To do >>
Using the records below, please work out how many lines contain "validate"; answer with the number alone.
─── Listed records
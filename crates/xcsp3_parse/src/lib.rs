//! Compact-notation scanner, prefix-expression reader, and streaming
//! XML driver for XCSP3 instances (§4.3, §4.2.1, §4.6), plus the
//! manager/dispatcher (§4.4) that turns a finalised constraint IR node
//! into a typed callback-bank invocation.
//!
//! This crate deliberately has no dependency on an XML tokeniser: it
//! consumes events through [`events::XmlEvents`], and the top `xcsp3`
//! crate supplies the `quick-xml` adapter that feeds it.

pub mod callback;
pub mod condition;
pub mod config;
pub mod dispatcher;
pub mod driver;
pub mod events;
pub mod expr_parser;
pub mod scanner;
pub mod validate;

pub use callback::{CallbackBank, Tuple};
pub use config::ParserConfig;
pub use driver::Driver;
pub use events::{Attribute, XmlEvents};
pub use validate::validate_known_variables;

use xcsp3_diagnostic::Result;
use xcsp3_ir::{Instance, InstanceType};

/// Drives `bank` to completion from `source`, which must deliver a
/// well-formed `<instance>` document's events in order (§6). Returns
/// the fully parsed and unfolded [`Instance`] once the closing
/// `</instance>` tag has been processed.
pub fn parse_with<S>(kind: InstanceType, config: ParserConfig, bank: &mut dyn CallbackBank, drive: S) -> Result<Instance>
where
    S: FnOnce(&mut Driver<'_>) -> Result<()>,
{
    let mut driver = Driver::new(kind, config, bank);
    drive(&mut driver)?;
    Ok(driver.into_instance())
}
──────
Result of the exercise >>
2